Ricordo che Alpha Condé ha preso il potere nel 2010 dopo aver vinto le prime elezioni pluraliste organizzate in Guinea dopo il decesso di Lansana Conté avvenuto nel 2008; il governo da lui formato è nato come un governo di transizione, ma l’adozione di una nuova costituzione piuttosto personalizzata ha imbrigliato gli oppositori e blindato il suo potere. Nel 2010, raggiunto formalmente il potere, Condé ha rapidamente consolidato la sua autorità attraverso l’egemonia del suo partito, il Raggruppamento del Popolo Guineano, prima di essere rieletto nel 2015. Nel 2019, il suo governo ha annunciato l’intenzione di adottare una nuova costituzione volta ad aggirare una disposizione che vieta la modifica del limite di due mandati presidenziali. Tuttavia le critiche feroci dell’opposizione hanno costretto le autorità a celebrare il referendum costituzionale, che si è tenuto il 31 marzo 2020 e ha portato all’adozione della nuova Costituzione. Ma come accade anche in Occidente, nonostante che il referendum abbia confermato il limite di due mandati, non specifica il caso di chi abbia già governato prima della sua entrata in vigore, il che lascia a Condé la possibilità di richiedere due nuovi mandati e di rimanere a capo del Paese fino al 2032. Le elezioni dovrebbero tenersi il 18 ottobre; ad oggi Alpha Condé non ha ancora confermato la sua candidatura per un terzo mandato e i gruppi di opposizione devono ancora presentare i loro candidati. In considerazione delle pesanti coercizioni applicate dal presidente sulle risorse statali, sulla commissione elettorale, sulle amministrazione pubbliche e sulle forze di sicurezza, nonché le limitazioni imposte ai gruppi di opposizione, è molto probabile che le elezioni non saranno libere, garantendosi così la vittoria.

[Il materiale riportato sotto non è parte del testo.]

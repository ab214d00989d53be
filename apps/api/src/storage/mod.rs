//! Object Store Adapter: byte blobs addressed by storage key.
//!
//! Handlers never talk to S3 directly; they go through `ObjectStore`, carried in
//! `AppState` as `Arc<dyn ObjectStore>` so tests can swap in an in-memory store.

use async_trait::async_trait;
use bytes::Bytes;

use crate::errors::AppError;

mod s3;

pub use s3::S3ObjectStore;

/// Where a blob ended up.
#[derive(Debug, Clone, PartialEq, Eq)]
pub struct StoredObject {
    pub key: String,
    pub url: String,
}

#[async_trait]
pub trait ObjectStore: Send + Sync {
    /// Writes `body` under `key`, replacing anything already there.
    async fn put(&self, key: &str, body: Bytes, content_type: &str)
        -> Result<StoredObject, AppError>;

    async fn get(&self, key: &str) -> Result<Bytes, AppError>;

    /// Removes the blob under `key`. Removing a missing key is not an error.
    async fn delete(&self, key: &str) -> Result<(), AppError>;
}

/// Joins a public base URL and a storage key.
pub fn object_url(base: &str, key: &str) -> String {
    format!("{}/{}", base.trim_end_matches('/'), key.trim_start_matches('/'))
}
//! Daily reminder job. Stateless: each pass reads upcoming events and emails
//! their owners; it writes nothing, so a pass with no events is a no-op.

use std::time::Duration;

use chrono::{DateTime, Utc};
use tokio::task::JoinHandle;
use tracing::{error, info, warn};

use crate::errors::AppError;
use crate::state::AppState;

pub const REMINDER_PERIOD: Duration = Duration::from_secs(24 * 60 * 60);

/// Emails the owner of every event dated within the next 24 hours.
/// Returns how many reminders were delivered.
pub async fn run_reminder_pass(state: &AppState, now: DateTime<Utc>) -> Result<usize, AppError> {
    let until = now + chrono::Duration::hours(24);
    let events = state.documents.list_events_between(now, until).await?;

    let mut delivered = 0;
    for event in &events {
        let Some(owner_id) = event.owner_id else {
            continue;
        };
        let owner = match state.documents.find_user(owner_id).await {
            Ok(Some(owner)) => owner,
            Ok(None) => continue,
            Err(e) => {
                warn!(event_id = %event.id, error = %e, "Could not load event owner");
                continue;
            }
        };

        let body = format!(
            "Reminder: \"{}\" takes place at {} on {}.",
            event.title,
            event.location,
            event.date.format("%Y-%m-%d %H:%M UTC")
        );
        delivered += state
            .relay
            .email_all("Event reminder", &body, std::slice::from_ref(&owner.email))
            .await
            .delivered;
    }

    info!(upcoming = events.len(), delivered, "Reminder pass complete");
    Ok(delivered)
}

/// Runs `run_reminder_pass` every `period` until the runtime shuts down.
pub fn spawn(state: AppState, period: Duration) -> JoinHandle<()> {
    tokio::spawn(async move {
        let mut ticker = tokio::time::interval(period);
        ticker.set_missed_tick_behavior(tokio::time::MissedTickBehavior::Skip);
        loop {
            ticker.tick().await;
            if let Err(e) = run_reminder_pass(&state, Utc::now()).await {
                error!(error = %e, "Reminder pass failed");
            }
        }
    })
}
use lopdf::Document;

use super::IntakeError;

/// Re-serialises a PDF: unreferenced objects are pruned and content streams
/// flate-compressed. A document that cannot be parsed is rejected outright.
pub fn recompress_pdf(bytes: &[u8]) -> Result<Vec<u8>, IntakeError> {
    let mut doc =
        Document::load_mem(bytes).map_err(|e| IntakeError::Compression(e.to_string()))?;

    doc.prune_objects();
    doc.compress();

    let mut out = Vec::with_capacity(bytes.len());
    doc.save_to(&mut out)
        .map_err(|e| IntakeError::Compression(e.to_string()))?;

    if !out.starts_with(b"%PDF-") {
        return Err(IntakeError::Compression(
            "re-serialised output is not a PDF".to_string(),
        ));
    }
    Ok(out)
}
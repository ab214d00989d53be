use std::time::Duration;

use async_trait::async_trait;
use lettre::{
    message::header::ContentType, transport::smtp::authentication::Credentials,
    AsyncSmtpTransport, AsyncTransport, Message, Tokio1Executor,
};

use super::{EmailError, Mailer};
use crate::config::SmtpConfig;

/// SMTP delivery through `lettre`. The transport is built once and shared.
#[derive(Clone)]
pub struct SmtpMailer {
    transport: AsyncSmtpTransport<Tokio1Executor>,
    from: String,
    timeout: Duration,
}

impl SmtpMailer {
    pub fn new(config: &SmtpConfig, from: String, timeout: Duration) -> Result<Self, EmailError> {
        let mut builder = AsyncSmtpTransport::<Tokio1Executor>::relay(&config.host)
            .map_err(|e| EmailError::Config(format!("{}: {e}", config.host)))?
            .port(config.port)
            .timeout(Some(timeout));
        if !config.username.is_empty() {
            builder = builder.credentials(Credentials::new(
                config.username.clone(),
                config.password.clone(),
            ));
        }

        Ok(Self {
            transport: builder.build(),
            from,
            timeout,
        })
    }
}

/// Builds a plain-text message.
fn build_message(from: &str, to: &str, subject: &str, body: &str) -> Result<Message, EmailError> {
    Message::builder()
        .from(
            from.parse()
                .map_err(|e| EmailError::InvalidAddress(format!("{from}: {e}")))?,
        )
        .to(to
            .parse()
            .map_err(|e| EmailError::InvalidAddress(format!("{to}: {e}")))?)
        .subject(subject)
        .header(ContentType::TEXT_PLAIN)
        .body(body.to_string())
        .map_err(|e| EmailError::Build(e.to_string()))
}

#[async_trait]
impl Mailer for SmtpMailer {
    async fn send(&self, to: &str, subject: &str, body: &str) -> Result<(), EmailError> {
        let email = build_message(&self.from, to, subject, body)?;

        match tokio::time::timeout(self.timeout, self.transport.send(email)).await {
            Ok(Ok(_)) => Ok(()),
            Ok(Err(e)) => Err(EmailError::Send(e.to_string())),
            Err(_) => Err(EmailError::Timeout),
        }
    }
}
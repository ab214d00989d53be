use std::sync::Arc;

use crate::config::Config;
use crate::intake::IntakePipeline;
use crate::mailer::Mailer;
use crate::relay::NotificationRelay;
use crate::storage::ObjectStore;
use crate::store::DocumentStore;

/// Shared application state injected into all route handlers via Axum extractors.
///
/// The external services are trait objects so the same handlers run against
/// S3/Postgres/SMTP in production and in-memory doubles in tests.
#[derive(Clone)]
pub struct AppState {
    pub objects: Arc<dyn ObjectStore>,
    pub documents: Arc<dyn DocumentStore>,
    pub intake: IntakePipeline,
    pub relay: NotificationRelay,
    pub config: Config,
}

impl AppState {
    pub fn new(
        objects: Arc<dyn ObjectStore>,
        documents: Arc<dyn DocumentStore>,
        mailer: Arc<dyn Mailer>,
        config: Config,
    ) -> Self {
        let intake = IntakePipeline::new(objects.clone(), config.max_upload_bytes);
        let relay = NotificationRelay::new(mailer, documents.clone(), config.io_timeout);
        Self {
            objects,
            documents,
            intake,
            relay,
            config,
        }
    }
}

Il termine dei due mandati ha indotto i leader africani ad avvicinarsi a “sfumature” democratiche, come vediamo applicate in Sierra Leone nel 2018, nella Repubblica Democratica del Congo nel 2019, o come in Liberia nel 2017, dove le elezioni, caratterizzate da una forte concorrenza, sono state vinte dall’opposizione. Per contro molti presidenti hanno cambiato la costituzione per prolungare i mandati, come in Togo, Gabon, Costa d’Avorio e appunto in Guinea.

Questi abusi di potere dimostrano che c’è ancora molta strada da fare prima che questa pratica venga sradicata. Va ricordato che molti flussi migratori sono composti da cittadini provenienti da questi Paesi dove la democrazia è un concetto teorico e spesso malvisto anche in rispetto, in molti casi, della religione; la difficoltà di molti migranti ad osservare i principi democratici, come vediamo nella nostra realtà, è spesso un “disimpegno morale” legato alla perversa attrazione verso un Paese dove la democrazia apparentemente vige.